-------- Exercise data

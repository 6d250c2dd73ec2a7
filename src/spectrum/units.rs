//! # 单位换算
//!
//! 波长 (nm)、能量 (eV) 与波数 (cm⁻¹) 之间的纯函数换算。
//!
//! ## 依赖关系
//! - 被 `config/resolve.rs` 使用（FWHM 从 eV 换算到 cm⁻¹）
//! - 被 `commands/plot.rs` 使用（打印 FWHM）

use crate::error::{PlotspecError, Result};

/// 1 eV 对应的波数 (cm⁻¹)
pub const EV_TO_CM_MINUS_1: f64 = 8065.54477;

/// λ(nm) · E(eV) = 1239.84186
pub const NM_EV_PRODUCT: f64 = 1239.84186;

pub fn ev_to_wavenumber(ev: f64) -> f64 {
    ev * EV_TO_CM_MINUS_1
}

pub fn wavenumber_to_ev(wavenumber: f64) -> f64 {
    wavenumber / EV_TO_CM_MINUS_1
}

/// 波长 (nm) → 能量 (eV)
pub fn nm_to_ev(nm: f64) -> Result<f64> {
    reciprocal(nm)
}

/// 能量 (eV) → 波长 (nm)
pub fn ev_to_nm(ev: f64) -> Result<f64> {
    reciprocal(ev)
}

/// 配置中的 FWHM (eV) 换算为内部单位 (cm⁻¹)
pub fn fwhm_ev_to_internal(fwhm_ev: f64) -> f64 {
    ev_to_wavenumber(fwhm_ev)
}

fn reciprocal(value: f64) -> Result<f64> {
    if value == 0.0 || !value.is_finite() {
        return Err(PlotspecError::InvalidUnitValue(value));
    }
    Ok(NM_EV_PRODUCT / value)
}
//! # 交互式查看窗口
//!
//! 导出完成后，在原生窗口中显示同一份 `ChartSpec`，窗口关闭前阻塞。
//! 需要 `viewer` feature（默认开启）；未开启时只打印警告。
//!
//! ## 依赖关系
//! - 被 `chart/mod.rs` 调用
//! - 使用 `chart/spec.rs` 的 ChartSpec
//! - 使用 `eframe` / `egui_plot`

use crate::chart::spec::ChartSpec;
use crate::error::Result;

#[cfg(feature = "viewer")]
use crate::error::PlotspecError;
#[cfg(feature = "viewer")]
use eframe::egui::{self, Color32};
#[cfg(feature = "viewer")]
use egui_plot::{Corner, Legend, Line, Plot, PlotPoints};

#[cfg(feature = "viewer")]
struct ChartViewer {
    spec: ChartSpec,
}

#[cfg(feature = "viewer")]
impl eframe::App for ChartViewer {
    fn update(&mut self, ctx: &egui::Context, _frame: &mut eframe::Frame) {
        let spec = &self.spec;

        egui::CentralPanel::default()
            .frame(egui::Frame::default().fill(Color32::WHITE))
            .show(ctx, |ui| {
                Plot::new("spectrum_plot")
                    .legend(Legend::default().position(Corner::RightTop))
                    .x_axis_label(spec.x_axis.title.as_str())
                    .y_axis_label(spec.y_axis.title.as_str())
                    .show_grid(false)
                    .include_x(spec.x_axis.min)
                    .include_x(spec.x_axis.max)
                    .include_y(spec.y_axis.min)
                    .include_y(spec.y_axis.max)
                    .show(ui, |plot_ui| {
                        for series in &spec.series {
                            let (r, g, b) = series.color;
                            let points: PlotPoints =
                                series.points.iter().map(|&(x, y)| [x, y]).collect();

                            let line = Line::new(points)
                                .name(&series.label)
                                .color(Color32::from_rgb(r, g, b))
                                .width(spec.style.line_width as f32);

                            plot_ui.line(line);
                        }
                    });
            });
    }
}

/// 打开窗口并阻塞到关闭
#[cfg(feature = "viewer")]
pub fn show(spec: &ChartSpec) -> Result<()> {
    let options = eframe::NativeOptions {
        viewport: egui::ViewportBuilder::default()
            .with_inner_size([spec.style.width as f32, spec.style.height as f32])
            .with_title(spec.title.as_str()),
        ..Default::default()
    };

    let app = ChartViewer { spec: spec.clone() };
    eframe::run_native(
        &spec.title,
        options,
        Box::new(|_cc| Ok(Box::new(app))),
    )
    .map_err(|e| PlotspecError::ViewerError(e.to_string()))
}

/// 未编译查看窗口时跳过
#[cfg(not(feature = "viewer"))]
pub fn show(spec: &ChartSpec) -> Result<()> {
    crate::utils::output::print_warning(&format!(
        "Interactive view of '{}' skipped: built without the viewer feature",
        spec.title
    ));
    Ok(())
}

----------------

From the entries above, list each line with "reciprocal" in it.

_Task output_
    reciprocal(nm)
    reciprocal(ev)
fn reciprocal(value: f64) -> Result<f64> {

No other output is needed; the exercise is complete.